Highlights
- Oil stabilizes after a 10% surge over four sessions
- US-Iran tensions and trade optimism fuel price action
- Market eyes US crude inventory data for next direction
Oil markets took a breather on Tuesday after a sharp four-day rally that saw prices climb nearly 10%, the biggest gain since October. The benchmark West Texas Intermediate (WTI) crude hovered above US$63 a barrel, while Brent crude remained near US$67.
The recent upswing was driven by multiple catalysts. Softer-than-expected US inflation figures, hopes of de-escalation in the US-China trade standoff, and heightened geopolitical risks surrounding Iran have all contributed to bullish sentiment in the energy sector.

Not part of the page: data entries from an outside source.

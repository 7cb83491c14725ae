//! Error types for pillar, lunar, and luck-cycle calculations.

use std::error::Error;
use std::fmt::{Display, Formatter};

use saju_time::TimeError;

/// Errors from the Saju core.
#[derive(Debug, Clone, PartialEq)]
#[non_exhaustive]
pub enum CoreError {
    /// Error from civil time handling.
    Time(TimeError),
    /// Stem and branch indices with different parity can never pair.
    InvalidGanZhiPair { stem: u8, branch: u8 },
    /// A stem or branch character was not recognized during parsing.
    UnknownGanZhi(String),
    /// Gregorian date outside the supported lunar table range
    /// [1900-01-31, 2100-12-31].
    LunarOutOfRange,
    /// Requested cycle count was zero.
    EmptyCycleRequest,
}

impl Display for CoreError {
    fn fmt(&self, f: &mut Formatter<'_>) -> std::fmt::Result {
        match self {
            Self::Time(e) => write!(f, "time error: {e}"),
            Self::InvalidGanZhiPair { stem, branch } => {
                write!(f, "unreachable ganzhi pair: stem {stem}, branch {branch}")
            }
            Self::UnknownGanZhi(s) => write!(f, "unrecognized ganzhi: {s:?}"),
            Self::LunarOutOfRange => {
                write!(f, "date outside the supported lunar range 1900-01-31..2100-12-31")
            }
            Self::EmptyCycleRequest => write!(f, "cycle count must be at least 1"),
        }
    }
}

impl Error for CoreError {}

impl From<TimeError> for CoreError {
    fn from(e: TimeError) -> Self {
        Self::Time(e)
    }
}
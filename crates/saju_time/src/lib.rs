//! Civil time handling for the Saju engine.
//!
//! This crate provides:
//! - Julian Date ↔ Gregorian calendar conversions (both directions)
//! - `Moment`, the validated birth-moment input (local time + UTC offset
//!   + longitude)
//! - `CivilDateTime`, a plain timestamp for reporting computed instants
//!
//! No leap-second awareness by design; callers that need UTC apply the
//! moment's fixed offset.

pub mod civil;
pub mod error;
pub mod julian;
pub mod moment;

pub use civil::CivilDateTime;
pub use error::TimeError;
pub use julian::{J2000_JD, SECONDS_PER_DAY, calendar_to_jd, jd_to_calendar};
pub use moment::{Moment, days_in_month};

US President Donald Trump, during a visit to Saudi Arabia, reinforced his administration’s hardline stance on Iran, warning that Washington will apply "maximum pressure" on Tehran’s energy exports unless progress is made on the nuclear front. His comments followed US State Department sanctions on a network allegedly involved in transporting Iranian oil to China.
This rhetoric reignited concerns about potential supply disruptions from the Middle East, a key oil-producing region. The resulting market response illustrates how geopolitical developments continue to shape the trajectory of commodity prices, including oil.

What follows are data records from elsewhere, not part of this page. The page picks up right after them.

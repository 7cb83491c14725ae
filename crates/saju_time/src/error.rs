//! Error types for civil time handling.

use std::error::Error;
use std::fmt::{Display, Formatter};

/// Errors from civil date/time construction.
#[derive(Debug, Clone, PartialEq)]
#[non_exhaustive]
pub enum TimeError {
    /// Calendar field outside its valid range (month 13, day 32, hour 25, ...).
    InvalidDate {
        field: &'static str,
        value: i64,
    },
    /// UTC offset outside the plausible [-14, +14] hour window.
    InvalidUtcOffset(f64),
    /// Longitude outside [-180, +180] degrees east.
    InvalidLongitude(f64),
}

impl Display for TimeError {
    fn fmt(&self, f: &mut Formatter<'_>) -> std::fmt::Result {
        match self {
            Self::InvalidDate { field, value } => {
                write!(f, "invalid calendar date: {field} = {value}")
            }
            Self::InvalidUtcOffset(h) => write!(f, "invalid UTC offset: {h} hours"),
            Self::InvalidLongitude(d) => write!(f, "invalid longitude: {d} degrees"),
        }
    }
}

impl Error for TimeError {}
//! Shared angle utilities.

/// Normalize an angle to [0, 360) degrees.
pub fn normalize_360(deg: f64) -> f64 {
    let r = deg % 360.0;
    if r < 0.0 { r + 360.0 } else { r }
}

/// Map an angular difference into [-180, 180) degrees.
///
/// Sign changes of the result correspond to true crossings of the
/// reference angle even across the 0°/360° wrap.
pub fn normalize_to_pm180(deg: f64) -> f64 {
    normalize_360(deg + 540.0) - 180.0
}

#[cfg(test)]
mod tests {
    use super::*;

    #[test]
    fn normalize_zero() {
        assert!((normalize_360(0.0) - 0.0).abs() < 1e-15);
    }

    #[test]
    fn normalize_360_wraps() {
        assert!((normalize_360(360.0) - 0.0).abs() < 1e-15);
    }

    #[test]
    fn normalize_negative() {
        assert!((normalize_360(-10.0) - 350.0).abs() < 1e-15);
    }

    #[test]
    fn pm180_small_positive() {
        assert!((normalize_to_pm180(10.0) - 10.0).abs() < 1e-12);
    }

    #[test]
    fn pm180_wraps_large_difference() {
        // 350 deg ahead is 10 deg behind
        assert!((normalize_to_pm180(350.0) + 10.0).abs() < 1e-12);
    }

    #[test]
    fn pm180_half_turn_maps_to_lower_bound() {
        assert!((normalize_to_pm180(180.0) + 180.0).abs() < 1e-12);
        assert!((normalize_to_pm180(-180.0) + 180.0).abs() < 1e-12);
    }
}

While energy stocks globally responded to the price movement, investors in the Australian share market also kept a close watch. The ASX200 index, a key barometer for Australian equities, is sensitive to such global trends, particularly through the energy and resources sectors.
One key factor markets are now anticipating is the official US crude inventory report. The American Petroleum Institute has estimated a rise of 4.29 million barrels in US stockpiles last week. If validated, this would mark the highest weekly build since March and could influence near-term oil price direction.
Energy-related companies, including ASX-listed firms like Santos Limited (ASX:STO), Woodside Energy Group (ASX:WDS), and Beach Energy Limited (ASX:BPT), often see their valuations influenced by fluctuations in crude prices. These firms are integral components of the Australian energy landscape and have significant exposure to global oil dynamics.
For income-focused market watchers, developments in the energy sector also intersect with the appeal of ASX dividend stocks, particularly as some energy producers maintain attractive payout ratios when commodity prices rise.
While oil has stabilized for now, geopolitical tensions and inventory data remain pivotal in shaping the market’s next move—factors that can ripple through to the broader ASX200.